Some of that relationship-building happened Thursday night during National Night Out. It's part of the nation-wide effort to improve the relationship between law enforcement and the communities they serve.

"This is a night where you sort of underscore that partnership between community and cop," said Madison Police Chief Mike Koval.

Mattie Yoakum brought her grandchildren to the event at Leopold Park because she said she doesn't want them to grow up fearing police.

"When it comes to a child, they not going to have no mean to have anything to fear with cops," she said.

Madison has since an increase in gun violence this year. The city has already seen a record 10 homicides and 125 reports of shots fired. So It's fitting the theme for this year's event is "A Call For Peace."

Koval said part of obtaining that peace is getting the bad guys off the street.
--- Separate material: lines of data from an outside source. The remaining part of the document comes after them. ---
//! A deployed echo service for engine tests.

use std::sync::Arc;

use crate::config::EngineConfig;
use crate::context::{ConfigurationContext, Context, OperationContext};
use crate::core::{Flow, Mep, MessageLabel, SoapVersion};
use crate::description::{
    AxisConfiguration, AxisOperation, AxisService, TransportInDescription, TransportOutDescription,
};
use crate::engine::{AxisEngine, DispatchPhaseCheck, Handler, InOnlyFnReceiver, InOutFnReceiver, PhaseCondition};
use crate::errors::SoapflowError;
use crate::events::CollectingEventSink;
use crate::message::{EndpointReference, MessageContext, Options, SoapEnvelope};
use crate::testing::RecordingSender;
use crate::utils::generate_message_id;

/// Address of the echo service.
pub const ECHO_ENDPOINT: &str = "http://localhost:8080/services/Echo";
/// Action of the request/response `echo` operation.
pub const ECHO_ACTION: &str = "urn:echo";
/// Action of the one-way `notify` operation.
pub const NOTIFY_ACTION: &str = "urn:notify";
/// Action of the client-side `query` operation.
pub const QUERY_ACTION: &str = "urn:query";

const TRANSPORT: &str = "local";

/// An engine with one deployed `Echo` service.
///
/// `Echo` has three operations:
/// - `echo` (in-out) answers with the request body under `echoResponse`
/// - `notify` (in-only) sets the `notified` property on the message
/// - `query` (out-in) has no receiver and is used for client-side exchanges
///
/// Every message sent goes to [`EngineFixture::sender`].
pub struct EngineFixture {
    /// The description tree.
    pub axis_configuration: Arc<AxisConfiguration>,
    /// The root context.
    pub config_context: Arc<ConfigurationContext>,
    /// Every engine event.
    pub events: Arc<CollectingEventSink>,
    /// The `local` transport sender.
    pub sender: Arc<RecordingSender>,
}

impl EngineFixture {
    /// Builds the fixture with default settings.
    #[must_use]
    pub fn echo() -> Self {
        Self::with_config(EngineConfig::default())
    }

    /// Builds the fixture with `config`.
    #[must_use]
    pub fn with_config(config: EngineConfig) -> Self {
        let axis_configuration = Arc::new(AxisConfiguration::with_default_phases());
        let sender = Arc::new(RecordingSender::new());
        axis_configuration.add_transport_in(TransportInDescription::new(TRANSPORT));
        axis_configuration.add_transport_out(TransportOutDescription::new(TRANSPORT).with_sender(sender.clone()));

        let echo = AxisOperation::new("echo", Mep::InOut)
            .with_action(ECHO_ACTION)
            .with_receiver(Arc::new(InOutFnReceiver::new(|msg| {
                let envelope = msg
                    .envelope()
                    .ok_or_else(|| SoapflowError::Dispatch("request has no envelope".into()))?;
                let content = envelope
                    .read()
                    .body()
                    .first()
                    .map(|e| e.content.clone())
                    .unwrap_or_default();
                Ok(SoapEnvelope::new(msg.soap_version()).with_body_element("{urn:echo}echoResponse", content))
            })));
        let notify = AxisOperation::new("notify", Mep::InOnly)
            .with_action(NOTIFY_ACTION)
            .with_receiver(Arc::new(InOnlyFnReceiver::new(|msg| {
                msg.set_property("notified", serde_json::json!(true));
                Ok(())
            })));
        let query = AxisOperation::new("query", Mep::OutIn).with_action(QUERY_ACTION);
        let service = AxisService::new("Echo")
            .with_operation(echo)
            .with_operation(notify)
            .with_operation(query);
        if let Err(err) = axis_configuration.add_service(service) {
            panic!("deploying the echo service: {err}");
        }

        let config_context = ConfigurationContext::new(axis_configuration.clone(), config);
        let events = Arc::new(CollectingEventSink::new());
        config_context.set_event_sink(events.clone());
        Self {
            axis_configuration,
            config_context,
            events,
            sender,
        }
    }

    /// An engine over the fixture's configuration context.
    #[must_use]
    pub fn engine(&self) -> AxisEngine {
        AxisEngine::new(self.config_context.clone())
    }

    /// The `Echo` service description.
    #[must_use]
    pub fn service(&self) -> Arc<AxisService> {
        self.axis_configuration
            .get_service("Echo")
            .unwrap_or_else(|| panic!("echo service not deployed"))
    }

    /// An operation of the `Echo` service.
    #[must_use]
    pub fn operation(&self, local_name: &str) -> Arc<AxisOperation> {
        self.service()
            .operation_by_local_name(local_name)
            .unwrap_or_else(|| panic!("no operation '{local_name}'"))
    }

    /// Appends `handler` to an operation phase.
    pub fn add_operation_handler(&self, operation: &str, flow: Flow, handler: Arc<dyn Handler>) {
        let op = self.operation(operation);
        match op.phases(flow).first() {
            Some(phase) => phase.add_handler(handler),
            None => panic!("operation '{operation}' has no {flow} phase"),
        }
    }

    /// Appends `handler` to a global phase.
    pub fn add_global_handler(&self, flow: Flow, phase: &str, handler: Arc<dyn Handler>) {
        match self.axis_configuration.find_phase(flow, phase) {
            Some(phase) => phase.add_handler(handler),
            None => panic!("no global phase '{phase}' on {flow}"),
        }
    }

    /// A server-side request to the echo endpoint with `action`, a fresh
    /// message id and a SOAP 1.2 `{urn:echo}echo` body.
    #[must_use]
    pub fn request(&self, action: &str) -> Arc<MessageContext> {
        let msg = self.config_context.create_message_context();
        msg.set_options(
            Options::new()
                .with_to(EndpointReference::new(ECHO_ENDPOINT))
                .with_reply_to(EndpointReference::anonymous())
                .with_message_id(generate_message_id())
                .with_action(action),
        );
        msg.set_server_side(true);
        msg.set_transport_in(self.axis_configuration.get_transport_in(TRANSPORT));
        msg.set_transport_out(self.axis_configuration.get_transport_out(TRANSPORT));
        msg.set_incoming_transport_name(Some(TRANSPORT.to_string()));
        let envelope = SoapEnvelope::new(SoapVersion::Soap12)
            .with_body_element("{urn:echo}echo", serde_json::json!({"text": "hello"}));
        if let Err(err) = msg.set_envelope(envelope) {
            panic!("attaching the request envelope: {err}");
        }
        msg
    }

    /// An `echo` request already dispatched: its service, operation and
    /// runtime contexts are bound and it sits in the `In` slot.
    #[must_use]
    pub fn bound_message(&self) -> Arc<MessageContext> {
        let msg = self.request(ECHO_ACTION);
        msg.set_axis_service(Some(self.service()));
        msg.set_axis_operation(Some(self.operation("echo")));
        if let Err(err) = DispatchPhaseCheck::new().check_post_condition(&msg) {
            panic!("binding the fixture message: {err}");
        }
        msg
    }

    /// A client-side `query` exchange: the outbound request is in the `Out`
    /// slot and the exchange is registered under the request's message id.
    #[must_use]
    pub fn client_exchange(&self) -> (Arc<OperationContext>, Arc<MessageContext>) {
        let service = self.service();
        let operation = self.operation("query");
        let Some(group) = self.axis_configuration.get_service_group(service.group_name()) else {
            panic!("echo service group not deployed");
        };
        let group_ctx = self.config_context.service_group_context_for(&group, service.scope());
        let service_ctx = group_ctx.service_context_for(&service);
        let op_ctx = service_ctx.create_operation_context(&operation);

        let request = self.request(QUERY_ACTION);
        request.set_server_side(false);
        request.set_flow(Flow::Out);
        request.set_axis_operation(Some(operation.clone()));
        request.set_axis_message(operation.message(MessageLabel::Out));
        let bound = request
            .set_operation_context(Some(op_ctx.clone()))
            .and_then(|()| op_ctx.add_message_context(&request));
        if let Err(err) = bound {
            panic!("binding the client request: {err}");
        }
        if let Some(id) = request.message_id() {
            self.config_context.register_operation_context(id, &op_ctx);
        }
        (op_ctx, request)
    }
}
He is taking a new strategy to try to stop the gun violence.

Koval said he's putting more officers on the streets to find the four or five dozen known criminals who seem to be connected in some way to every shooting in Madison. He said they'll track down the worst offenders -- many of whom are gang members with warrants for various crimes.

"What we've done is we've identified this week about three dozen individuals who I consider to be high profile targets because there are outstanding warrants."

But he said they can't do it alone. Koval wants more involvement from the community in helping solve crimes.

“You can only solve so many crimes through technology or forensics. You still need human capital. You need people that are willing to work with us."

“And if it get to a point where we can't go outside with our children, we're all in danger,” Yoakum said.

Koval acknowledges that some in the community will see his initiative as targeting people of color. He says the arrests will not be a pretext to any type of racial profiling.